14 愛のない世界
「でも、失って見つけたものとかないのかい?」
マスターの問いかけに対して、クルリはまた顔を上げた。
「真実の愛ってどこにもないのね…」
物憂げに真実の愛を語るクルリを見て、マスターは心の中で思う「やっぱり子供だな」と。
「私には忠誠を誓った十三人の騎士がいたの」
「羽振りのいい生活していましたよね」
しかし、査問委員会で敗北し、魔法が使えなくなったクルリはかつてシノギであった人材リクルーティングサービスを続けられなくなってしまう。
「だからこそ、愛が試されると思うの!」
「そうだねぇ~」
マスターは考えるのをやめてただ、長くなりそうなクルリの話を聞くことにした。
「だから、『今はお金払えないから、苦しい人は私の傍から離れてもいい』って言ったの!」
クルリは判断を各自の自由意志に任せ、彼らに二十四時間の考える時間を与えた。
「これ、どうなったと思う?」
マスターは困る。答えなど、今のやさぐれているクルリを見ればすぐわかるから。そこで、当時のクルリの気持ちに寄り添うことにした。
「『ついて行く』って言ってほしかったんだね?」
クルリは途端に目を見開いてマスターを見る。
「そうなの! 考える時間あげるよって言ったけど、そうじゃないの! 迷わずすぐ決めてよ~」
「ちなみに、実際はどうだったの?」
「みんなそそくさと荷物をまとめていなくなった」
「それは、哀しかったね」
世の中しょせん、金がすべてなのね。
「それで、これからどうするつもりだい?」
「どうしよう…」
再びうつむき、机に伏せるクルリだった。
「まぁ、店は朝まで開けとくからゆっくりしてな」
マスターのやさしさに甘えつつ、夜が更けていく。まだ若いクルリの瞳が眠気に耐えられずそっとつむられていく。
(こんな世界、滅茶苦茶にしちゃおうかな…)
そう思っても、今のクルリにそれだけの力はないのである。
うとうとしていると、誰かに負ぶされていることに気づく。
「んん?」
「あら、起こしちゃった?」
「お母さん…」
普段は絶対の魔女としてこの世界に君臨し、先日査問委員会で厳しく追及して自分を貶めた存在。しかし、今の顔は母の顔だった。
「今はゆっくり考えているといいわ」
クルリはプイッと顔を背けるも、そのまま母の背中にうずくまるのだった。
「しかし、すっかり重くなったわね…」
「うるさい!」
………
朝、包丁がまな板を叩く音が聞こえてくる。使用人の準備と違って、リズムが悪く遅くぎこちないからこれはきっと母さんの手料理だとわかる。
(珍しい)
魔女の一門で旅行に出かけた時は確かにこんな感じだった。普段は権威を振りまくために凛々しい顔して、なんかすごそうなことを言う母さんたちだけど、いざ、自分たちだけで身の回りのことをしようとすると、あんがいドジだったりする。
「痛っ!」
と、思っている傍からこれである。クルリは暖かい布団を蹴り飛ばして、起き上がることにした。
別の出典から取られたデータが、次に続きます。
//! Error taxonomy.
//!
//! Compile-time failures ([`ResolutionError`], [`ConditionError`]) are raised
//! before any SQL reaches the database. Execution failures travel as
//! [`OrmError::Database`] until the unit-of-work boundary classifies them as
//! [`OrmError::Conflict`] (retried) or [`OrmError::Constraint`] (surfaced).

use crate::adapter::DbAdapter;
use crate::condition::Operator;
use crate::executor::DbError;
use crate::transaction::TransactionError;
use crate::value::Kind;
use std::fmt;

/// A field path could not be resolved against the registry.
#[derive(Debug, Clone, PartialEq, Eq)]
pub enum ResolutionError {
    UnknownModel(String),
    UnknownField { model: String, segment: String },
    /// A non-terminal segment names a field that is not a relation
    NotARelation { model: String, segment: String },
    /// Related-field substitution did not terminate
    DelegationCycle { model: String, path: String, limit: usize },
    EmptyPath { model: String },
    /// The field has no column on the model's table
    NotAColumn { model: String, field: String },
    /// A relation field is missing the metadata needed to join it
    IncompleteRelation { model: String, field: String },
    NothingToWrite { model: String },
}

impl fmt::Display for ResolutionError {
    fn fmt(&self, f: &mut fmt::Formatter<'_>) -> fmt::Result {
        match self {
            ResolutionError::UnknownModel(model) => write!(f, "Unknown model '{}'", model),
            ResolutionError::UnknownField { model, segment } => {
                write!(f, "Unknown field '{}' in model '{}'", segment, model)
            }
            ResolutionError::NotARelation { model, segment } => write!(
                f,
                "Field '{}' in model '{}' is not a relation and cannot be traversed",
                segment, model
            ),
            ResolutionError::DelegationCycle { model, path, limit } => write!(
                f,
                "Related field substitution for '{}' in model '{}' exceeded {} steps",
                path, model, limit
            ),
            ResolutionError::EmptyPath { model } => {
                write!(f, "Empty field path on model '{}'", model)
            }
            ResolutionError::NotAColumn { model, field } => write!(
                f,
                "Field '{}' of model '{}' is not stored as a column",
                field, model
            ),
            ResolutionError::IncompleteRelation { model, field } => write!(
                f,
                "Relation field '{}' of model '{}' lacks join metadata",
                field, model
            ),
            ResolutionError::NothingToWrite { model } => {
                write!(f, "No column values to write on model '{}'", model)
            }
        }
    }
}

impl std::error::Error for ResolutionError {}

/// A condition is malformed or cannot be compiled as built.
#[derive(Debug, Clone, PartialEq)]
pub enum ConditionError {
    OperatorNotApplicable { operator: Operator, kind: Kind },
    /// The argument kind does not fit the field it is compared with
    KindMismatch { field: String, expected: Kind, found: Kind },
    UnknownOperator(String),
    MalformedDomain(String),
    /// Deferred argument or `child_of` left in a condition handed to the compiler
    Unprepared { field: String, operator: Operator },
    InvalidOrder(String),
}

impl fmt::Display for ConditionError {
    fn fmt(&self, f: &mut fmt::Formatter<'_>) -> fmt::Result {
        match self {
            ConditionError::OperatorNotApplicable { operator, kind } => write!(
                f,
                "Operator '{}' cannot be applied to {} values",
                operator, kind
            ),
            ConditionError::KindMismatch { field, expected, found } => write!(
                f,
                "Field '{}' expects {} values, got {}",
                field, expected, found
            ),
            ConditionError::UnknownOperator(op) => write!(f, "Unknown operator '{}'", op),
            ConditionError::MalformedDomain(msg) => write!(f, "Malformed domain: {}", msg),
            ConditionError::Unprepared { field, operator } => write!(
                f,
                "Predicate '{} {}' must be prepared in an environment before compilation",
                field, operator
            ),
            ConditionError::InvalidOrder(clause) => write!(f, "Invalid order clause '{}'", clause),
        }
    }
}

impl std::error::Error for ConditionError {}

/// Top-level error type.
#[derive(Debug, Clone)]
pub enum OrmError {
    Resolution(ResolutionError),
    Condition(ConditionError),
    /// Serialization conflicts persisted through every retry
    Conflict { attempts: u32, source: DbError },
    /// SQL error not classified as a conflict
    Constraint(DbError),
    Recursion { depth: u32, limit: u32 },
    /// Unclassified execution error inside a unit of work
    Database(DbError),
    Transaction(TransactionError),
    Config(String),
    /// Error raised by business code running inside a unit of work
    Other(String),
}

impl OrmError {
    /// Database error carried by this error, if any.
    pub fn db_error(&self) -> Option<&DbError> {
        match self {
            OrmError::Database(e) | OrmError::Constraint(e) => Some(e),
            OrmError::Conflict { source, .. } => Some(source),
            OrmError::Transaction(TransactionError::Database(e)) => Some(e),
            _ => None,
        }
    }

    /// Whether this is an unclassified database error that the adapter
    /// reports as a serialization conflict. Failures to open a transaction
    /// (`OrmError::Transaction`) never are.
    pub fn is_conflict(&self, adapter: &dyn DbAdapter) -> bool {
        match self {
            OrmError::Database(e) => adapter.is_serialization_conflict(e),
            _ => false,
        }
    }
}

impl fmt::Display for OrmError {
    fn fmt(&self, f: &mut fmt::Formatter<'_>) -> fmt::Result {
        match self {
            OrmError::Resolution(e) => write!(f, "Resolution error: {}", e),
            OrmError::Condition(e) => write!(f, "Condition error: {}", e),
            OrmError::Conflict { attempts, source } => write!(
                f,
                "Serialization conflict persisted after {} attempts: {}",
                attempts, source
            ),
            OrmError::Constraint(e) => write!(f, "Constraint error: {}", e),
            OrmError::Recursion { depth, limit } => write!(
                f,
                "Max recursion depth exceeded ({} > {})",
                depth, limit
            ),
            OrmError::Database(e) => write!(f, "Database error: {}", e),
            OrmError::Transaction(e) => write!(f, "Transaction error: {}", e),
            OrmError::Config(msg) => write!(f, "Configuration error: {}", msg),
            OrmError::Other(msg) => write!(f, "{}", msg),
        }
    }
}

impl std::error::Error for OrmError {
    fn source(&self) -> Option<&(dyn std::error::Error + 'static)> {
        match self {
            OrmError::Resolution(e) => Some(e),
            OrmError::Condition(e) => Some(e),
            OrmError::Conflict { source, .. } => Some(source),
            OrmError::Constraint(e) | OrmError::Database(e) => Some(e),
            OrmError::Transaction(e) => Some(e),
            _ => None,
        }
    }
}

impl From<ResolutionError> for OrmError {
    fn from(err: ResolutionError) -> Self {
        OrmError::Resolution(err)
    }
}

impl From<ConditionError> for OrmError {
    fn from(err: ConditionError) -> Self {
        OrmError::Condition(err)
    }
}

impl From<DbError> for OrmError {
    fn from(err: DbError) -> Self {
        OrmError::Database(err)
    }
}

impl From<TransactionError> for OrmError {
    fn from(err: TransactionError) -> Self {
        match err {
            TransactionError::Database(e) => OrmError::Database(e),
            other => OrmError::Transaction(other),
        }
    }
}

impl From<config::ConfigError> for OrmError {
    fn from(err: config::ConfigError) -> Self {
        OrmError::Config(err.to_string())
    }
}

#[cfg(test)]
mod tests {
    use super::*;

    #[test]
    fn test_resolution_error_names_model_and_segment() {
        let err = ResolutionError::UnknownField {
            model: "Person".into(),
            segment: "Nmae".into(),
        };
        let msg = err.to_string();
        assert!(msg.contains("Person"));
        assert!(msg.contains("Nmae"));
    }

    #[test]
    fn test_transaction_database_error_unwraps_to_database() {
        let db = DbError::Query("boom".into());
        let err: OrmError = TransactionError::Database(db.clone()).into();
        assert!(matches!(err, OrmError::Database(ref e) if *e == db));
    }

    #[test]
    fn test_recursion_error_display() {
        let err = OrmError::Recursion { depth: 101, limit: 100 };
        assert!(err.to_string().contains("Max recursion depth exceeded"));
    }

    #[test]
    fn test_db_error_accessor() {
        let db = DbError::Other("x".into());
        assert_eq!(OrmError::Constraint(db.clone()).db_error(), Some(&db));
        assert_eq!(OrmError::Other("y".into()).db_error(), None);
    }
}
キッチンを覗くとそこは正に惨劇が繰り広げられていた。たくさんの肉片が飛び散り、玉ねぎは皮ごとすり潰されており、鍋の出汁は不気味な色彩で彩られていた。
「あら、おはよう。思ったより早く起きたわね」
「母さんの準備が遅すぎるだけじゃない?」
魔女が大釜で怪しい薬を作っているイメージは有名なのだが、あれは実は料理に失敗しているだけであり、魔法とは一切関係ないシーンだったりする。
「自分で作らないで魔法使えばいいじゃん」
一生懸命に朝食の支度をする母に向かって、正論パンチをお見舞いするも、母はあっけらかんとして答える。
「魔法には愛を込められないから、こうやって手間をかけているのよ」
「手間に愛を込める?」
「そうよ」
母は言う。母自身はとても絵が下手だけれども、呪文一つで依頼主の思い描く通りの絵画を作ることができる。それどころか、作曲家が求めているような曲を魔法ですぐさま作ったり、陶器や茶器、武具だってなんでも生み出せる。
「絶対の魔法はね、師匠の『創造の魔法』よりずっと便利な魔法なのよ」
創造の魔法には細かい指定がいる。ああ、でなければならない、こう、でなければならない。細かい指定と調整の末に新たな法則が出来上がる。
「でも、絶対の魔法はそんなことない。適当に仕上げたところで、その価値は絶対。本人はとっても良いものだと思って受け取ってくれる」
まさに、絶対に失敗しない商売ができるのだ。
「それだけで食べて行けそうですね…」
「でも、そうじゃなかった。だから、私は朝ごはんを手作りするようになったの」
どうやら、母さんにも母さんなりの失敗があったらしい。